Updated: Scroll below the jump for a few comments from the lawyer of the moment
Via the blessing to humanity that is BoingBoing, we come across the lawyer hero of the week — a Visalia solo who slung a rock-solid letter to bring down the record-industry goliath. The Recording Industry Association of America has been linking, more or less, real names to unauthorized music downloads and sending pro forma letters threatening to bring suit unless the recipient — often a college kid, sometimes a disabled person living on his disability check and the occasional preteen girl — coughs up a few grand to make it all go away.
You don’t expect an industry fighting the inevitable tide of media/technology evolution by maliciously punishing a random microsampling of Internet users to play fair or play smart, but too many of those cold-cocked with the content industry’s offense-as-defense strategy have been intimidated into paying.
Not California resident Barry Merchant, though. When he got one of those bullying letters — a milk-money shakedown of nearly four grand — he fought fire with a flamethrower. Attorney Merl Ledford III, whose counter-intimidation skills ain’t to be taken lightly, threatened to sue for malicious prosecution.
The entirety of the densely packed letter is posted on the Recording Industry vs. The People blog, and includes such choice passages as:
“Your clients take the position that my middle-aged, conservative clients should speculate regarding the identity of persons your clients claim used their AOL account to download pornographic-lyric gangsta rap tracks as predicate to possible case resolution. In an age of Wintel-virus created bot-farms, spoofs, and easily cracked WEP encrypted wireless home networks (among other easy hacks), the only tech-savvy response to such a request is, ‘You've got to be kidding.’”
The result? The RIAA’s heartless litigation siege engine ceases and desists.
Ledford wasn’t available at his office on Wednesday afternoon to comment on the suit — and on whether the voluntary dismissal included his call for $6,880 in costs — so no word on what kind of reaction he has received now that this dustup is making its way around the Web. Fair guess that his letter for Merchant will evolve into a widely adopted boilerplate to counter the RIAA’s. Which would be just a bit ironic, given that Ledford’s letter doesn’t paint him as much of a fan of boilerplating:
“Mr. Merchant," he tells the RIAA shills, "has and had no more duty to respond to attempts to ‘sell’ him one of your clients’ boilerplate, non-negotiable $3750 settlements than he has to return cold calls from pushy life insurance salespeople.”
Pity the pushy life insurance salesman cold-calling Merl Ledford.
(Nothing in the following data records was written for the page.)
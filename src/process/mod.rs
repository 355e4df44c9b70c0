//! Child process management.
//!
//! Every subprocess fox launches, whether a server or a one-shot tool
//! command, goes through a [`ChildProcessRegistry`] so that an interrupt can
//! bring all of them down together.
//!
//! # Components
//!
//! * `registry` - spawning, tracking and bulk termination
//! * `handle` - a single child process, its captured output and shutdown state
//! * `signal` - signal delivery, injectable for tests
//! * `command` - running tool subcommands to completion
//!
//! # Examples
//!
//! ```no_run
//! use fox::process::{ChildProcessRegistry, SpawnOptions, TerminationSignal};
//!
//! # async fn demo() -> fox::Result<()> {
//! let registry = ChildProcessRegistry::new();
//! let handle = registry.spawn(SpawnOptions::new("node").arg("server.js").capture(true))?;
//! handle.wait_for_output("Listening on port").await?;
//!
//! let report = registry.kill_all(TerminationSignal::Interrupt).await;
//! assert_eq!(report.closed, 1);
//! assert!(registry.is_empty());
//! # Ok(())
//! # }
//! ```
pub mod command;
mod handle;
mod registry;
mod signal;

pub use command::{CommandOutput, CommandRunner, Invocation, RegistryCommandRunner};
pub use handle::{
    ExitInfo, HandleId, OutputStream, ProcessHandle, TerminationState, OUTPUT_LIMIT,
};
pub use registry::{ChildProcessRegistry, KillReport, SpawnOptions};
pub use signal::{OsSignaller, Signaller, TerminationSignal};
use fox::error::Result;
use fox::server::{ServerLifecycleEvent, ServerLifecycleManager, ServerStatus};

#[test]
fn test_unknown_server_is_idle() -> Result<()> {
    let manager = ServerLifecycleManager::new();

    assert_eq!(manager.get_status("shop")?, ServerStatus::Idle);
    assert!(manager.get_server_events("shop", None)?.is_empty());

    Ok(())
}

#[test]
fn test_server_lifecycle() -> Result<()> {
    let manager = ServerLifecycleManager::new();

    manager.record_event("shop", ServerLifecycleEvent::Starting, None)?;
    assert_eq!(manager.get_status("shop")?, ServerStatus::Starting);

    manager.record_event("shop", ServerLifecycleEvent::Started, None)?;
    assert_eq!(manager.get_status("shop")?, ServerStatus::Running);

    manager.record_event("shop", ServerLifecycleEvent::Reloading, None)?;
    assert_eq!(manager.get_status("shop")?, ServerStatus::Reloading);

    manager.record_event("shop", ServerLifecycleEvent::Reloaded, None)?;
    assert_eq!(manager.get_status("shop")?, ServerStatus::Running);

    manager.record_event("shop", ServerLifecycleEvent::Stopping, None)?;
    manager.record_event("shop", ServerLifecycleEvent::Stopped, None)?;
    assert_eq!(manager.get_status("shop")?, ServerStatus::Stopped);

    let events = manager.get_server_events("shop", None)?;
    assert_eq!(events.len(), 6);
    assert_eq!(events[0].event, ServerLifecycleEvent::Starting);
    assert_eq!(events[5].event, ServerLifecycleEvent::Stopped);

    Ok(())
}

#[test]
fn test_failure_details_and_limits() -> Result<()> {
    let manager = ServerLifecycleManager::new();

    manager.record_event("shop", ServerLifecycleEvent::Starting, None)?;
    manager.record_event(
        "shop",
        ServerLifecycleEvent::Failed,
        Some("Server 'shop' is already started".to_string()),
    )?;
    manager.record_event("blog", ServerLifecycleEvent::Starting, None)?;

    assert_eq!(manager.get_status("shop")?, ServerStatus::Failed);
    assert_eq!(manager.get_status("blog")?, ServerStatus::Starting);

    let last = manager.get_server_events("shop", Some(1))?;
    assert_eq!(last.len(), 1);
    assert_eq!(last[0].event, ServerLifecycleEvent::Failed);
    assert_eq!(
        last[0].details.as_deref(),
        Some("Server 'shop' is already started")
    );

    manager.clear_events()?;
    assert!(manager.get_server_events("shop", None)?.is_empty());
    // Statuses survive clearing the history
    assert_eq!(manager.get_status("shop")?, ServerStatus::Failed);

    Ok(())
}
Update: Merl Ledford worked a phone chat between work on a dairy lease and a multimillion-dollar IP endowment to UC-Davis to talk about the letter that has created an Internet stir. He says he fired off the no-holds-barred missive in a single evening because his wife was busy with literary pursuits.
“Diane has a book group meeting, so I stayed and worked late,” the Visalia solo said this afternoon. He said a lot of the conceptual heavy lifting had been done, so it hadn’t been difficult. “I got out of here about 11 that night.”
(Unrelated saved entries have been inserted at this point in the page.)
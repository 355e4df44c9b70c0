use assert_fs::prelude::*;
use assert_fs::TempDir;
use fox::config::{
    validate_config, validate_for_start, Config, ControllerKind, Environment, ExecMode,
    ServerConfig,
};
use fox::error::{Error, Result};

#[test]
fn test_parse_config() -> Result<()> {
    let config_str = r#"{
        "server": {
            "controller": "pm2",
            "path": "/srv/shop/server.js",
            "env": "production",
            "name": "shop",
            "instances": 4,
            "execMode": "fork",
            "vars": { "PORT": "9000" }
        },
        "install": {
            "hostUri": "http://localhost:9000",
            "installKey": "secret",
            "maxAttempts": 5,
            "intervalMs": 100
        }
    }"#;

    let config = Config::parse_from_str(config_str)?;

    assert_eq!(config.server.controller_kind()?, ControllerKind::Pm2);
    assert_eq!(config.server.env, Environment::Production);
    assert_eq!(config.server.name, "shop");
    assert_eq!(config.server.instances, 4);
    assert_eq!(config.server.exec_mode, ExecMode::Fork);
    assert_eq!(config.server.vars.get("PORT"), Some(&"9000".to_string()));
    assert_eq!(config.install.host_uri, "http://localhost:9000");
    assert_eq!(config.install.install_key, "secret");
    assert_eq!(config.install.max_attempts, 5);
    assert_eq!(config.install.interval_ms, 100);

    Ok(())
}

#[test]
fn test_empty_config_uses_defaults() -> Result<()> {
    let config = Config::parse_from_str("{}")?;

    assert_eq!(config.server.controller, "nodemon");
    assert_eq!(config.server.env, Environment::Local);
    assert_eq!(config.server.exec_mode, ExecMode::Cluster);
    assert!(!config.server.daemon);
    assert!(config.server.wait_for_ready);
    assert_eq!(config.install.host_uri, "http://localhost:8080");

    Ok(())
}

#[test]
fn test_parse_yaml() -> Result<()> {
    let config = Config::parse_from_yaml(
        r#"
server:
  controller: node
  env: development
  daemon: true
install:
  maxAttempts: 3
"#,
    )?;

    assert_eq!(config.server.controller, "node");
    assert_eq!(config.server.env, Environment::Development);
    // daemon forces pm2 whatever the configured controller
    assert_eq!(config.server.controller_kind()?, ControllerKind::Pm2);
    assert_eq!(config.install.max_attempts, 3);

    Ok(())
}

#[test]
fn test_invalid_json_is_parse_error() {
    let result = Config::parse_from_str(r#"{ "server": { "instances": "many" } }"#);
    assert!(matches!(result, Err(Error::ConfigParse(_))));
}

#[test]
fn test_from_file_resolves_relative_paths() -> Result<()> {
    let dir = TempDir::new().unwrap();
    dir.child("fox.json")
        .write_str(r#"{ "server": { "path": "app/server.js", "watch": ["lib"] } }"#)
        .unwrap();

    let config = Config::from_file(dir.child("fox.json").path())?;

    assert_eq!(config.server.path, dir.path().join("app/server.js"));
    assert_eq!(config.server.project_dir(), dir.path().join("app"));
    assert_eq!(config.server.config_dir(), dir.path().join("app/config"));
    assert_eq!(config.server.watch, vec![dir.path().join("lib")]);
    // Entry point one level down, config file at the root
    assert_eq!(config.server.source, Some(dir.path().join("fox.json")));
    assert_eq!(config.server.base_dir(), dir.path());

    Ok(())
}

#[test]
fn test_discover_order() -> Result<()> {
    let dir = TempDir::new().unwrap();

    // Nothing on disk: defaults, resolved against the directory
    let config = Config::discover(None, dir.path())?;
    assert_eq!(config.server.path, dir.path().join("server.js"));
    assert_eq!(config.server.source, None);
    assert_eq!(config.server.base_dir(), dir.path());

    dir.child("fox.yaml")
        .write_str("server:\n  name: from-yaml\n")
        .unwrap();
    assert_eq!(Config::discover(None, dir.path())?.server.name, "from-yaml");

    dir.child("fox.json")
        .write_str(r#"{ "server": { "name": "from-json" } }"#)
        .unwrap();
    assert_eq!(Config::discover(None, dir.path())?.server.name, "from-json");

    dir.child("custom.json")
        .write_str(r#"{ "server": { "name": "explicit" } }"#)
        .unwrap();
    let explicit = dir.child("custom.json");
    assert_eq!(
        Config::discover(Some(explicit.path()), dir.path())?.server.name,
        "explicit"
    );

    Ok(())
}

#[test]
fn test_missing_file_is_parse_error() {
    let dir = TempDir::new().unwrap();
    let result = Config::from_file(dir.path().join("nope.json"));
    assert!(matches!(result, Err(Error::ConfigParse(_))));
}

#[test]
fn test_validate_config() -> Result<()> {
    let mut config = Config::default();
    validate_config(&config)?;

    config.server.instances = 0;
    assert!(matches!(validate_config(&config), Err(Error::ConfigInvalid(_))));

    config.server.instances = 1;
    config.server.name = "  ".to_string();
    assert!(matches!(validate_config(&config), Err(Error::ConfigInvalid(_))));

    config.server.name = "shop".to_string();
    config.install.max_attempts = 0;
    assert!(matches!(validate_config(&config), Err(Error::ConfigInvalid(_))));

    Ok(())
}

#[test]
fn test_unknown_controller_passes_validation() -> Result<()> {
    let config = Config {
        server: ServerConfig {
            controller: "forever".to_string(),
            ..ServerConfig::default()
        },
        ..Config::default()
    };

    validate_config(&config)?;
    assert!(matches!(
        config.server.controller_kind(),
        Err(Error::UnknownController(_))
    ));

    Ok(())
}

#[test]
fn test_validate_for_start_requires_entry_point() -> Result<()> {
    let dir = TempDir::new().unwrap();
    let mut server = ServerConfig {
        path: dir.path().join("server.js"),
        ..ServerConfig::default()
    };

    assert!(matches!(
        validate_for_start(&server),
        Err(Error::ConfigValidation(_))
    ));

    dir.child("server.js").write_str("// entry").unwrap();
    validate_for_start(&server)?;

    server.path = Default::default();
    assert!(matches!(
        validate_for_start(&server),
        Err(Error::ConfigValidation(_))
    ));

    Ok(())
}

#[test]
fn test_from_yml_file() -> Result<()> {
    use std::io::Write;

    let mut file = tempfile::Builder::new().suffix(".yml").tempfile()?;
    writeln!(file, "server:\n  controller: pm2\n  execMode: fork\n  instances: 2")?;

    let config = Config::from_file(file.path())?;

    assert_eq!(config.server.controller, "pm2");
    assert_eq!(config.server.exec_mode, ExecMode::Fork);
    assert_eq!(config.server.instances, 2);
    // Resolved next to the file
    assert_eq!(
        config.server.path,
        file.path().parent().unwrap().join("server.js")
    );

    Ok(())
}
The Hastings grad says his business litigation practice is weighted toward agriculture, but he has done a range of interesting IP and product liability work, too. He hadn’t dealt with the RIAA’s ’Net threats before, but he has worked for Silicon Valley tech firms, and he’s as comfortable talking about Slashdot.org and running the Linux operating system as he is discussing the finer strategies of malicious prosecution complaints.
All the attention that one night’s work has gotten him has been amusing. He says his e-mail inbox is stuffed with complimentary commentary from tech executives, IP professors, diplomats and software engineers. And with the strong opinion that the RIAA’s tactics are unfair and abusive, he’d like to think some lawyers out there are taking note, too.
“Hopefully,” he says, “this will take care of some of the crap that’s going on.”